Records from a data source
=-=-=-=-=

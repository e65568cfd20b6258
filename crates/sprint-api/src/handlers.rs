//! API request handlers for sprint, voting and registry operations

use axum::{
    extract::{Path, Query, State},
    http::{header, StatusCode},
    response::{IntoResponse, Response},
    Json,
};
use serde::Deserialize;
use sprint_common::{AlumniProfile, Error, ErrorKind, Lead, Vote};
use sprint_engine::{
    brief, AuditContext, LeadView, NudgeReport, StalledBuilder, VotingOutcome, VotingState,
    WinnerResult,
};
use std::sync::Arc;
use tracing::{error, info};

use crate::AppState;

/// API Error type
#[derive(Debug)]
pub struct ApiError {
    pub status: StatusCode,
    pub kind: ErrorKind,
    pub message: String,
}

impl IntoResponse for ApiError {
    fn into_response(self) -> Response {
        let body = serde_json::json!({
            "error": self.message,
            "kind": self.kind.as_str(),
        });

        (self.status, Json(body)).into_response()
    }
}

impl From<Error> for ApiError {
    fn from(err: Error) -> Self {
        let kind = err.kind();
        let status = match kind {
            ErrorKind::NotFound => StatusCode::NOT_FOUND,
            ErrorKind::Validation => StatusCode::BAD_REQUEST,
            ErrorKind::CapacityExceeded | ErrorKind::ConflictingState => StatusCode::CONFLICT,
            ErrorKind::PreconditionFailed => StatusCode::PRECONDITION_FAILED,
            ErrorKind::Internal => StatusCode::INTERNAL_SERVER_ERROR,
        };

        if kind == ErrorKind::Internal {
            error!("Internal error: {:#}", err);
            return ApiError {
                status,
                kind,
                message: "Internal server error".to_string(),
            };
        }

        ApiError {
            status,
            kind,
            message: err.to_string(),
        }
    }
}

impl From<anyhow::Error> for ApiError {
    fn from(err: anyhow::Error) -> Self {
        Error::Internal(err).into()
    }
}

type ApiResult<T> = Result<Json<T>, ApiError>;

/// Who is acting, for audited scout actions. The body is optional on
/// pause, resume and terminate; without one the actor is "scout".
#[derive(Debug, Default, Deserialize)]
#[serde(rename_all = "camelCase")]
pub struct AdminRequest {
    pub actor: Option<String>,
    pub reason: Option<String>,
}

fn audit(actor: Option<String>, reason: Option<String>) -> AuditContext {
    AuditContext::new(actor.unwrap_or_else(|| "scout".to_string()), reason)
}

impl AdminRequest {
    fn context(self) -> AuditContext {
        audit(self.actor, self.reason)
    }

    fn context_from(body: Option<Json<Self>>) -> AuditContext {
        body.map(|Json(req)| req).unwrap_or_default().context()
    }
}

#[derive(Debug, Deserialize)]
#[serde(rename_all = "camelCase")]
pub struct LaunchSprintRequest {
    pub max_slots: u8,
    #[serde(alias = "durationWeeks")]
    pub sprint_duration: u8,
}

#[derive(Debug, Deserialize)]
#[serde(rename_all = "camelCase")]
pub struct JoinSprintRequest {
    pub user_id: String,
    pub selected_deliverables: Option<Vec<String>>,
}

#[derive(Debug, Deserialize)]
#[serde(rename_all = "camelCase")]
pub struct SubmitCheckpointRequest {
    pub user_id: String,
    pub milestone_id: u32,
    pub proof_link: String,
}

#[derive(Debug, Deserialize)]
#[serde(rename_all = "camelCase")]
pub struct VerifyCheckpointRequest {
    pub user_id: String,
    pub milestone_id: u32,
    pub approved: bool,
    pub notes: Option<String>,
}

#[derive(Debug, Deserialize)]
#[serde(rename_all = "camelCase")]
pub struct ScoutReviewRequest {
    pub user_id: String,
    pub quality_score: u32,
    pub scout_review_score: Option<u32>,
    pub review_notes: Option<String>,
}

#[derive(Debug, Deserialize)]
#[serde(rename_all = "camelCase")]
pub struct ExtendDeadlineRequest {
    pub days: u32,
    pub actor: Option<String>,
    pub reason: Option<String>,
}

/// Evict, nudge and flag all target one builder
#[derive(Debug, Deserialize)]
#[serde(rename_all = "camelCase")]
pub struct BuilderActionRequest {
    pub user_id: String,
    pub actor: Option<String>,
    pub reason: Option<String>,
}

#[derive(Debug, Deserialize)]
#[serde(rename_all = "camelCase")]
pub struct CastVoteRequest {
    #[serde(alias = "build_id")]
    pub build_id: String,
    #[serde(alias = "voter_id")]
    pub voter_id: String,
    pub score: u32,
}

#[derive(Debug, Default, Deserialize)]
pub struct VoterQuery {
    pub voter_id: Option<String>,
}

#[derive(Debug, Default, Deserialize)]
pub struct AlumniQuery {
    pub specialty: Option<String>,
}

/// Health check endpoint
pub async fn health_handler() -> impl IntoResponse {
    Json(serde_json::json!({
        "status": "healthy",
        "service": "sprint-api"
    }))
}

// ---- leads -----------------------------------------------------------------

pub async fn create_lead_handler(
    State(state): State<Arc<AppState>>,
    Json(lead): Json<Lead>,
) -> Result<(StatusCode, Json<LeadView>), ApiError> {
    let view = state.engine.create_lead(lead).await?;
    Ok((StatusCode::CREATED, Json(view)))
}

pub async fn list_leads_handler(State(state): State<Arc<AppState>>) -> ApiResult<Vec<LeadView>> {
    Ok(Json(state.engine.list_leads().await?))
}

pub async fn get_lead_handler(
    State(state): State<Arc<AppState>>,
    Path(lead_id): Path<String>,
) -> ApiResult<LeadView> {
    Ok(Json(state.engine.get_lead(&lead_id).await?))
}

/// Download the Markdown handoff brief for a lead
pub async fn lead_brief_handler(
    State(state): State<Arc<AppState>>,
    Path(lead_id): Path<String>,
) -> Result<Response, ApiError> {
    let view = state.engine.get_lead(&lead_id).await?;
    let markdown = brief::render_markdown(&view);
    let disposition = format!("attachment; filename=\"brief-{}.md\"", view.lead.id);

    Ok((
        [
            (header::CONTENT_TYPE, "text/markdown; charset=utf-8".to_string()),
            (header::CONTENT_DISPOSITION, disposition),
        ],
        markdown,
    )
        .into_response())
}

// ---- sprint lifecycle ------------------------------------------------------

pub async fn launch_sprint_handler(
    State(state): State<Arc<AppState>>,
    Path(lead_id): Path<String>,
    Json(req): Json<LaunchSprintRequest>,
) -> ApiResult<LeadView> {
    let view = state
        .engine
        .launch_sprint(&lead_id, req.max_slots, req.sprint_duration)
        .await?;
    Ok(Json(view))
}

pub async fn join_sprint_handler(
    State(state): State<Arc<AppState>>,
    Path(lead_id): Path<String>,
    Json(req): Json<JoinSprintRequest>,
) -> ApiResult<LeadView> {
    let view = state
        .engine
        .join_sprint(&lead_id, &req.user_id, req.selected_deliverables)
        .await?;
    Ok(Json(view))
}

pub async fn submit_checkpoint_handler(
    State(state): State<Arc<AppState>>,
    Path(lead_id): Path<String>,
    Json(req): Json<SubmitCheckpointRequest>,
) -> ApiResult<LeadView> {
    let view = state
        .engine
        .submit_checkpoint(&lead_id, &req.user_id, req.milestone_id, &req.proof_link)
        .await?;
    Ok(Json(view))
}

pub async fn verify_checkpoint_handler(
    State(state): State<Arc<AppState>>,
    Path(lead_id): Path<String>,
    Json(req): Json<VerifyCheckpointRequest>,
) -> ApiResult<LeadView> {
    let view = state
        .engine
        .verify_checkpoint(&lead_id, &req.user_id, req.milestone_id, req.approved, req.notes)
        .await?;
    Ok(Json(view))
}

pub async fn scout_review_handler(
    State(state): State<Arc<AppState>>,
    Path(lead_id): Path<String>,
    Json(req): Json<ScoutReviewRequest>,
) -> ApiResult<LeadView> {
    let view = state
        .engine
        .submit_scout_review(
            &lead_id,
            &req.user_id,
            req.quality_score,
            req.scout_review_score,
            req.review_notes,
        )
        .await?;
    Ok(Json(view))
}

pub async fn calculate_winner_handler(
    State(state): State<Arc<AppState>>,
    Path(lead_id): Path<String>,
) -> ApiResult<WinnerResult> {
    let result = state.engine.calculate_winner(&lead_id).await?;
    info!("Winner calculated for lead {}", lead_id);
    Ok(Json(result))
}

// ---- scout interventions ---------------------------------------------------

pub async fn pause_sprint_handler(
    State(state): State<Arc<AppState>>,
    Path(lead_id): Path<String>,
    body: Option<Json<AdminRequest>>,
) -> ApiResult<LeadView> {
    let ctx = AdminRequest::context_from(body);
    Ok(Json(state.engine.pause_sprint(&lead_id, ctx).await?))
}

pub async fn resume_sprint_handler(
    State(state): State<Arc<AppState>>,
    Path(lead_id): Path<String>,
    body: Option<Json<AdminRequest>>,
) -> ApiResult<LeadView> {
    let ctx = AdminRequest::context_from(body);
    Ok(Json(state.engine.resume_sprint(&lead_id, ctx).await?))
}

pub async fn extend_deadline_handler(
    State(state): State<Arc<AppState>>,
    Path(lead_id): Path<String>,
    Json(req): Json<ExtendDeadlineRequest>,
) -> ApiResult<LeadView> {
    let view = state
        .engine
        .extend_deadline(&lead_id, req.days, audit(req.actor, req.reason))
        .await?;
    Ok(Json(view))
}

pub async fn evict_builder_handler(
    State(state): State<Arc<AppState>>,
    Path(lead_id): Path<String>,
    Json(req): Json<BuilderActionRequest>,
) -> ApiResult<LeadView> {
    let view = state
        .engine
        .evict_builder(&lead_id, &req.user_id, audit(req.actor, req.reason))
        .await?;
    Ok(Json(view))
}

pub async fn terminate_sprint_handler(
    State(state): State<Arc<AppState>>,
    Path(lead_id): Path<String>,
    body: Option<Json<AdminRequest>>,
) -> ApiResult<LeadView> {
    let ctx = AdminRequest::context_from(body);
    Ok(Json(state.engine.terminate_sprint(&lead_id, ctx).await?))
}

pub async fn nudge_builder_handler(
    State(state): State<Arc<AppState>>,
    Path(lead_id): Path<String>,
    Json(req): Json<BuilderActionRequest>,
) -> ApiResult<LeadView> {
    let view = state
        .engine
        .nudge_builder(&lead_id, &req.user_id, audit(req.actor, req.reason))
        .await?;
    Ok(Json(view))
}

pub async fn flag_builder_handler(
    State(state): State<Arc<AppState>>,
    Path(lead_id): Path<String>,
    Json(req): Json<BuilderActionRequest>,
) -> ApiResult<LeadView> {
    let view = state
        .engine
        .flag_builder(&lead_id, &req.user_id, audit(req.actor, req.reason))
        .await?;
    Ok(Json(view))
}

pub async fn stalled_builders_handler(
    State(state): State<Arc<AppState>>,
) -> ApiResult<Vec<StalledBuilder>> {
    Ok(Json(state.engine.detect_stalled().await?))
}

pub async fn dispatch_nudges_handler(
    State(state): State<Arc<AppState>>,
) -> ApiResult<Vec<NudgeReport>> {
    Ok(Json(state.engine.dispatch_nudges().await?))
}

// ---- voting ----------------------------------------------------------------

pub async fn open_voting_handler(
    State(state): State<Arc<AppState>>,
    Path(lead_id): Path<String>,
) -> ApiResult<VotingState> {
    Ok(Json(state.engine.open_voting(&lead_id).await?))
}

pub async fn close_voting_handler(
    State(state): State<Arc<AppState>>,
    Path(lead_id): Path<String>,
) -> ApiResult<VotingOutcome> {
    Ok(Json(state.engine.close_voting(&lead_id).await?))
}

pub async fn voting_state_handler(
    State(state): State<Arc<AppState>>,
    Path(lead_id): Path<String>,
    Query(query): Query<VoterQuery>,
) -> ApiResult<VotingState> {
    let voting = state
        .engine
        .voting_state(&lead_id, query.voter_id.as_deref())
        .await?;
    Ok(Json(voting))
}

pub async fn open_voting_states_handler(
    State(state): State<Arc<AppState>>,
    Query(query): Query<VoterQuery>,
) -> ApiResult<Vec<VotingState>> {
    let states = state
        .engine
        .open_voting_states(query.voter_id.as_deref())
        .await?;
    Ok(Json(states))
}

pub async fn cast_vote_handler(
    State(state): State<Arc<AppState>>,
    Json(req): Json<CastVoteRequest>,
) -> Result<(StatusCode, Json<Vote>), ApiError> {
    let vote = state
        .engine
        .cast_vote(&req.build_id, &req.voter_id, req.score)
        .await?;
    Ok((StatusCode::CREATED, Json(vote)))
}

// ---- alumni registry -------------------------------------------------------

pub async fn register_alumni_handler(
    State(state): State<Arc<AppState>>,
    Json(profile): Json<AlumniProfile>,
) -> ApiResult<AlumniProfile> {
    Ok(Json(state.engine.register_alumni(profile).await?))
}

pub async fn list_alumni_handler(
    State(state): State<Arc<AppState>>,
    Query(query): Query<AlumniQuery>,
) -> ApiResult<Vec<AlumniProfile>> {
    Ok(Json(state.engine.list_alumni(query.specialty.as_deref()).await?))
}

pub async fn get_alumni_handler(
    State(state): State<Arc<AppState>>,
    Path(alumni_id): Path<String>,
) -> ApiResult<AlumniProfile> {
    Ok(Json(state.engine.get_alumni(&alumni_id).await?))
}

=-=-=-=-=

TASK REQUIREMENTS
For the word "StalledBuilder", find all matching lines in the entries above and copy them out.

OUTPUT
    brief, AuditContext, LeadView, NudgeReport, StalledBuilder, VotingOutcome, VotingState,
) -> ApiResult<Vec<StalledBuilder>> {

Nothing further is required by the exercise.